Diphtheria, Tetanus, and acellular Pertussis (DTaP) Vaccine
Minimum age is 6 weeks. Routine vaccination is a 5- dose series at 2, 4, 6, and 15–18 months, and 4–6 years. Prospectively a 4th dose may be given as early as age 12 months if at least 6 months have elapsed since the 3rd dose. Retrospectively a 4th dose that was inadvertently given as early as 12 months may be counted if at least 4 months have elapsed since the 3rd dose. In Catch-up vaccination the 5th dose is not necessary if the 4th dose was administered at 4 years or older [25].
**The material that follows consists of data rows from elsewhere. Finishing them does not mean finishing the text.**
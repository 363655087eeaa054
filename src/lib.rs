pub mod app;
pub mod catalog;
pub mod models;
pub mod omdb;
pub mod sort;
pub mod view;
Inactivated Poliovirus Vaccine (IPV)
Routine vaccination consists of 4-dose series at ages 2, 4, 6-18 months, and 4-6 years. The final dose is administered on or after the 4th birthday and at least 6 months after the previous dose. For catch-up vaccination
1 more dose is given at age 4-6 years and at least 6 months after the previous dose if 4 or more doses were given before the 4th birthday. A 4th dose is not necessary if the 3rd dose was given on or after the 4th birthday and at least 6 months after the previous dose [26].
Conclusion
The introduction of newer vaccines have often resulted in increased access to new and old vaccines in most documented cases which has resulted in necessary changes in the health and medical management practices. Awareness and demand for immunization has also been increased. India must evolve its own national strategies to meet its vaccination needs within its budgetary constraints. Access to certain special groups is increasing in certain settings and the development of integrated programmes has increased utilization of other health services. The spill-over effects on the routine immunization system and other health system sectors that is increased uptake, better timeliness in service delivery, greater cost-effectiveness, improved safety practices and reduction in wastage still needs to be examined.